StoreConfig keySetupBest for
Local JSONLlocalNoneSmall repos, dev/CI
MemorymemoryNoneTesting
QdrantqdrantDocker or Qdrant CloudProduction self-hosted
ChromaDBchromaDocker or pip installOpen-source alternative
Pineconepineconecloud.pinecone.io accountManaged cloud

Qdrant setup

shell
# Start Qdrant
$ docker run -p 6333:6333 qdrant/qdrant
ferret.toml
toml
[rag]
enabled = true
store = "qdrant"
qdrant_url = "http://localhost:6333"
# qdrant_api_key = "" # for Qdrant Cloud

Pinecone setup

ferret.toml
toml
[rag]
enabled = true
store = "pinecone"
pinecone_host = "https://my-index-xyz.svc.us-east1.pinecone.io"
# pinecone_api_key = "" # or set PINECONE_API_KEY env var

Pinecone index setup

Create your Pinecone index manually in the console first.
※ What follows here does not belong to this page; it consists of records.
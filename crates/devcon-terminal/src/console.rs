//! Console host: interpreter, scrollback, and input line in one place.
//!
//! Everything here runs on the host's frame thread. Background work never
//! touches the scrollback directly; it sends lines through a
//! [`BackgroundJob`] and the host drains them in [`Console::update`].

use std::sync::Arc;
use std::sync::atomic::{AtomicBool, Ordering};
use std::sync::mpsc::{self, Receiver, Sender};

use devcon_scrollback::{ScrollbackBuffer, TextMeasure, VisibleRow};
use devcon_types::{ConsoleConfig, ConsoleError, InputBuffer, Result};

use crate::handler::HandlerRef;
use crate::interpreter::{CommandInterpreter, Interpreter};

/// Message from background work to the frame thread.
enum Deferred {
    Line(String),
    Done,
}

/// Cloneable handle for appending output from any thread.
///
/// Lines are queued and only reach the scrollback on the next
/// [`Console::update`].
#[derive(Clone)]
pub struct OutputSender {
    tx: Sender<Deferred>,
}

impl OutputSender {
    /// Queue one output line. Returns `false` if the console is gone.
    pub fn send(&self, line: impl Into<String>) -> bool {
        self.tx.send(Deferred::Line(line.into())).is_ok()
    }
}

/// Shared single-slot guard for in-flight background commands.
///
/// Clone it into handlers that want to run work off the frame thread.
#[derive(Clone)]
pub struct BackgroundSlot {
    tx: Sender<Deferred>,
    busy: Arc<AtomicBool>,
}

impl BackgroundSlot {
    /// Claim the slot. Fails with [`ConsoleError::Busy`] while another job
    /// holds it.
    pub fn try_begin(&self) -> Result<BackgroundJob> {
        if self
            .busy
            .compare_exchange(false, true, Ordering::AcqRel, Ordering::Acquire)
            .is_err()
        {
            return Err(ConsoleError::Busy(
                "a background command is already running".to_string(),
            ));
        }
        log::debug!("Background command started");
        Ok(BackgroundJob {
            tx: self.tx.clone(),
            busy: Arc::clone(&self.busy),
            finished: false,
        })
    }

    /// Whether a job currently holds the slot.
    pub fn is_busy(&self) -> bool {
        self.busy.load(Ordering::Acquire)
    }
}

/// Handle to the in-flight background command.
///
/// Can be moved to another thread. Output sent through it appears on the
/// next [`Console::update`]. Dropping the job releases the slot.
pub struct BackgroundJob {
    tx: Sender<Deferred>,
    busy: Arc<AtomicBool>,
    finished: bool,
}

impl BackgroundJob {
    /// Queue one output line.
    pub fn output(&self, line: impl Into<String>) {
        // The console may already be gone; its output has nowhere to go.
        let _ = self.tx.send(Deferred::Line(line.into()));
    }

    /// Release the slot. Equivalent to dropping the job.
    pub fn finish(mut self) {
        self.release();
    }

    fn release(&mut self) {
        if self.finished {
            return;
        }
        self.finished = true;
        let _ = self.tx.send(Deferred::Done);
        self.busy.store(false, Ordering::Release);
    }
}

impl Drop for BackgroundJob {
    fn drop(&mut self) {
        self.release();
    }
}

/// An embeddable developer console.
pub struct Console {
    config: ConsoleConfig,
    interpreter: CommandInterpreter,
    output: ScrollbackBuffer,
    input: InputBuffer,
    slot: BackgroundSlot,
    rx: Receiver<Deferred>,
}

impl Console {
    /// Create a console with the built-in monospace measurer.
    pub fn new(config: ConsoleConfig) -> Result<Self> {
        config.validate()?;
        let output = ScrollbackBuffer::from_config(&config);
        Ok(Self::assemble(config, output))
    }

    /// Create a console that wraps text with the host's font metrics.
    pub fn with_measure(config: ConsoleConfig, measure: Box<dyn TextMeasure>) -> Result<Self> {
        config.validate()?;
        let output = ScrollbackBuffer::new(&config, measure);
        Ok(Self::assemble(config, output))
    }

    fn assemble(config: ConsoleConfig, output: ScrollbackBuffer) -> Self {
        let (tx, rx) = mpsc::channel();
        log::info!(
            "Console ready ({} rows, width {})",
            config.max_rows,
            config.available_width
        );
        Self {
            interpreter: CommandInterpreter::from_config(&config),
            output,
            input: InputBuffer::new(),
            slot: BackgroundSlot {
                tx,
                busy: Arc::new(AtomicBool::new(false)),
            },
            rx,
            config,
        }
    }

    pub fn config(&self) -> &ConsoleConfig {
        &self.config
    }

    pub fn interpreter(&self) -> &CommandInterpreter {
        &self.interpreter
    }

    pub fn interpreter_mut(&mut self) -> &mut CommandInterpreter {
        &mut self.interpreter
    }

    pub fn output(&self) -> &ScrollbackBuffer {
        &self.output
    }

    pub fn output_mut(&mut self) -> &mut ScrollbackBuffer {
        &mut self.output
    }

    pub fn input(&self) -> &InputBuffer {
        &self.input
    }

    pub fn input_mut(&mut self) -> &mut InputBuffer {
        &mut self.input
    }

    /// Register a command handler.
    pub fn register(&mut self, name: &str, handler: HandlerRef) -> Result<()> {
        self.interpreter.register(name, handler)
    }

    /// Stage the current input as a continuation line of a multi-line
    /// command and clear the input.
    pub fn continue_line(&mut self) {
        let line = self.input.take();
        self.output.add_command_entry(&line);
    }

    /// Submit the staged lines plus the current input.
    ///
    /// Each line is echoed to history next to the prompt and then executed.
    /// With interpreter echo enabled the interpreter's plain echo is used
    /// instead, so lines are not shown twice. While a background command is running, the input is kept and a
    /// notice is appended instead.
    pub fn submit(&mut self) {
        if self.slot.is_busy() {
            self.output
                .append("A command is still running. Please wait for it to finish.");
            return;
        }
        let line = self.input.take();
        self.output.add_command_entry(&line);
        let batch = self.output.dequeue_command_entry();

        let newline = self.config.newline_symbol.as_str();
        let mut lines: Vec<&str> = batch.split(newline).collect();
        // The batch always ends with the separator.
        lines.pop();
        let prompt_echo = !self.interpreter.echo_enabled();
        for line in lines {
            if prompt_echo {
                self.output.append_prefixed(line);
            }
            self.interpreter.execute(&mut self.output, line);
        }
    }

    /// Complete the input line forwards or backwards.
    pub fn tab(&mut self, forward: bool) {
        self.interpreter.autocomplete(&mut self.input, forward);
    }

    /// Handle for queueing output from other threads.
    pub fn output_sender(&self) -> OutputSender {
        OutputSender {
            tx: self.slot.tx.clone(),
        }
    }

    /// Handle for starting background commands.
    pub fn background_slot(&self) -> BackgroundSlot {
        self.slot.clone()
    }

    /// Claim the background slot directly.
    pub fn begin_background(&self) -> Result<BackgroundJob> {
        self.slot.try_begin()
    }

    /// Release the background slot held by `job`.
    pub fn finish_background(&self, job: BackgroundJob) {
        job.finish();
    }

    /// Whether a background command is in flight.
    pub fn is_busy(&self) -> bool {
        self.slot.is_busy()
    }

    /// Move queued background output onto the scrollback. Call once per
    /// frame. Returns the number of lines appended.
    pub fn update(&mut self) -> usize {
        let mut appended = 0;
        while let Ok(msg) = self.rx.try_recv() {
            match msg {
                Deferred::Line(line) => {
                    self.output.append(&line);
                    appended += 1;
                },
                Deferred::Done => log::debug!("Background command finished"),
            }
        }
        appended
    }

    /// Re-wrap the scrollback for a new available width.
    pub fn resize(&mut self, width: f32) {
        self.config.available_width = width;
        self.output.set_width(width);
    }

    /// Rows to draw this frame, oldest first.
    pub fn visible_rows(&self) -> Vec<VisibleRow<'_>> {
        self.output.visible_rows()
    }

    /// Drop all commands, output, and input.
    pub fn reset(&mut self) {
        self.interpreter.reset();
        self.output.clear();
        self.input.take();
    }
}

#[cfg(test)]
mod tests {
    use super::*;
    use std::thread;

    use crate::handler::{self, CommandResult};

    fn console() -> Console {
        let config = ConsoleConfig {
            max_rows: 10,
            available_width: 40.0,
            input_prefix: "> ".to_string(),
            ..ConsoleConfig::default()
        };
        let mut console = Console::new(config).unwrap();
        console
            .register("echo", handler::from_text(|args| args.join(" ")))
            .unwrap();
        console
    }

    fn type_line(console: &mut Console, text: &str) {
        for ch in text.chars() {
            console.input_mut().insert(ch);
        }
    }

    fn history(console: &Console) -> Vec<String> {
        console
            .output()
            .entries()
            .map(|e| e.value().to_string())
            .collect()
    }

    #[test]
    fn submit_echoes_prompt_line_then_output() {
        let mut c = console();
        type_line(&mut c, "echo hello world");
        c.submit();
        assert_eq!(history(&c), vec!["echo hello world", "hello world"]);
        assert!(c.output().entries().next().unwrap().is_prefixed());
        assert_eq!(c.input().value(), "");
        assert_eq!(c.output().staged_len(), 0);
    }

    #[test]
    fn submit_unknown_command() {
        let mut c = console();
        type_line(&mut c, "nope");
        c.submit();
        assert_eq!(history(&c), vec!["nope", "Command 'nope' not found."]);
    }

    #[test]
    fn continuation_lines_run_in_order() {
        let mut c = console();
        type_line(&mut c, "echo one");
        c.continue_line();
        assert_eq!(c.output().staged_len(), 1);
        type_line(&mut c, "echo two");
        c.submit();
        assert_eq!(history(&c), vec!["echo one", "one", "echo two", "two"]);
    }

    #[test]
    fn interpreter_echo_replaces_prompt_echo() {
        let mut c = console();
        c.interpreter_mut().set_echo_enabled(true);
        type_line(&mut c, "echo hi");
        c.submit();
        assert_eq!(history(&c), vec!["echo hi", "hi"]);
        assert!(!c.output().entries().next().unwrap().is_prefixed());
    }

    #[test]
    fn blank_submit_only_shows_prompt() {
        let mut c = console();
        c.submit();
        assert_eq!(history(&c), vec![""]);
    }

    #[test]
    fn tab_completes_input() {
        let mut c = console();
        c.register("exit", handler::from_result(|_| CommandResult::ok()))
            .unwrap();
        type_line(&mut c, "e");
        c.tab(true);
        assert_eq!(c.input().value(), "echo");
        c.tab(true);
        assert_eq!(c.input().value(), "exit");
        c.tab(false);
        assert_eq!(c.input().value(), "echo");
    }

    #[test]
    fn only_one_background_job_at_a_time() {
        let c = console();
        let job = c.begin_background().unwrap();
        assert!(c.is_busy());
        assert!(matches!(c.begin_background(), Err(ConsoleError::Busy(_))));
        c.finish_background(job);
        assert!(!c.is_busy());
        assert!(c.begin_background().is_ok());
    }

    #[test]
    fn dropping_job_releases_slot() {
        let c = console();
        drop(c.begin_background().unwrap());
        assert!(!c.is_busy());
    }

    #[test]
    fn submit_refused_while_busy() {
        let mut c = console();
        let job = c.begin_background().unwrap();
        type_line(&mut c, "echo later");
        c.submit();
        assert_eq!(
            history(&c),
            vec!["A command is still running. Please wait for it to finish."]
        );
        assert_eq!(c.input().value(), "echo later");
        drop(job);
        c.submit();
        assert_eq!(history(&c).last().map(String::as_str), Some("later"));
    }

    #[test]
    fn background_output_arrives_on_update() {
        let mut c = console();
        let job = c.begin_background().unwrap();
        let worker = thread::spawn(move || {
            job.output("from worker");
            job.output("done");
        });
        worker.join().unwrap();
        assert!(history(&c).is_empty());
        assert_eq!(c.update(), 2);
        assert_eq!(history(&c), vec!["from worker", "done"]);
        assert!(!c.is_busy());
        assert_eq!(c.update(), 0);
    }

    #[test]
    fn output_sender_queues_until_update() {
        let mut c = console();
        let sender = c.output_sender();
        let worker = {
            let sender = sender.clone();
            thread::spawn(move || sender.send("async line"))
        };
        assert!(worker.join().unwrap());
        assert!(sender.send("second"));
        assert!(history(&c).is_empty());
        assert_eq!(c.update(), 2);
        assert_eq!(history(&c), vec!["async line", "second"]);
        assert!(!c.is_busy());
        drop(c);
        assert!(!sender.send("nobody listening"));
    }

    #[test]
    fn handler_can_start_background_work() {
        let mut c = console();
        let slot = c.background_slot();
        c.register(
            "slow",
            handler::from_fn(move |_| {
                let job = slot.try_begin()?;
                thread::spawn(move || job.output("slow result"))
                    .join()
                    .map_err(|_| ConsoleError::Command("worker panicked".into()))?;
                Ok(CommandResult::text("started"))
            }),
        )
        .unwrap();
        type_line(&mut c, "slow");
        c.submit();
        assert_eq!(history(&c), vec!["slow", "started"]);
        c.update();
        assert_eq!(history(&c), vec!["slow", "started", "slow result"]);
    }

    #[test]
    fn resize_rewraps() {
        let mut c = console();
        c.output_mut().append("abcdefghij");
        assert_eq!(c.output().num_rows(), 1);
        c.resize(5.0);
        assert_eq!(c.output().num_rows(), 2);
        assert_eq!(c.config().available_width, 5.0);
    }

    #[test]
    fn visible_rows_mark_prompt_lines() {
        let mut c = console();
        type_line(&mut c, "echo hi");
        c.submit();
        let rows = c.visible_rows();
        assert_eq!(rows.len(), 2);
        assert!(rows[0].prompt);
        assert!(!rows[1].prompt);
    }

    #[test]
    fn invalid_config_rejected() {
        let config = ConsoleConfig {
            max_rows: 0,
            ..ConsoleConfig::default()
        };
        assert!(matches!(Console::new(config), Err(ConsoleError::Config(_))));
    }

    #[test]
    fn reset_clears_everything() {
        let mut c = console();
        type_line(&mut c, "echo x");
        c.submit();
        type_line(&mut c, "pending");
        c.reset();
        assert!(c.output().is_empty());
        assert!(c.interpreter().registry().is_empty());
        assert_eq!(c.input().value(), "");
    }
}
Choose cosine metric and match the dimension of your embedding model (768 for nomic-embed-text, 1536 for text-embedding-3-small).

CLI commands

shell
# Index a directory (walks all files matching index_extensions)
$ ferret rag index .
$ ferret rag index src/
# Search the index
$ ferret rag search "authentication bypass"
$ ferret rag search "SQL injection" -k 10
# Manage the index
$ ferret rag count # how many chunks are indexed
$ ferret rag clear # delete all data in the collection

Configuration reference

ferret.toml
toml
[rag]
enabled = true
store = "local"
collection = "ferret" # collection/namespace name
embed_model = "nomic-embed-text"
ollama_base_url = "http://localhost:11434"
top_k = 5 # documents retrieved per query
min_score = 0.70 # minimum cosine similarity
chunk_lines = 80 # lines per indexed chunk
index_extensions = [".rs", ".ts", ".py", ".go", ".java", ".md"]
local_path = "ferret-rag.jsonl"

Indexing past review comments

Ferret can also index past AI review comments so future reviews learn from them. The comment_to_doc() function in src/rag/indexer.rs converts a past comment into a Document that can be upserted via pipeline.index_documents(). This is a programmatic API — CI integration is planned for a future release.